**Instructions for the task**
Look below for the line containing "## Level System". Reproduce it and every line after it exactly, and nothing more.

**Dataset excerpts**
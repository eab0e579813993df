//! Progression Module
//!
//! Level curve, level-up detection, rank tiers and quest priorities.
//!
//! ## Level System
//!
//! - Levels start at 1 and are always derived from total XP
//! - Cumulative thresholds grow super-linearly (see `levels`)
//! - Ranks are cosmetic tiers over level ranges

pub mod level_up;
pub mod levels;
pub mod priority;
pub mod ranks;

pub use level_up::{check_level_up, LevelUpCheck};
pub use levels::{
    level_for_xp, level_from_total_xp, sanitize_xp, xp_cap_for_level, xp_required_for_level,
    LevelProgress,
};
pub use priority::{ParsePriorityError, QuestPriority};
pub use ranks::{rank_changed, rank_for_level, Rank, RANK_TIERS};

**Task output**
//! ## Level System
//!
//! - Levels start at 1 and are always derived from total XP
//! - Cumulative thresholds grow super-linearly (see `levels`)
//! - Ranks are cosmetic tiers over level ranges

pub mod level_up;
pub mod levels;
pub mod priority;
pub mod ranks;

pub use level_up::{check_level_up, LevelUpCheck};
pub use levels::{
    level_for_xp, level_from_total_xp, sanitize_xp, xp_cap_for_level, xp_required_for_level,
    LevelProgress,
};
pub use priority::{ParsePriorityError, QuestPriority};
pub use ranks::{rank_changed, rank_for_level, Rank, RANK_TIERS};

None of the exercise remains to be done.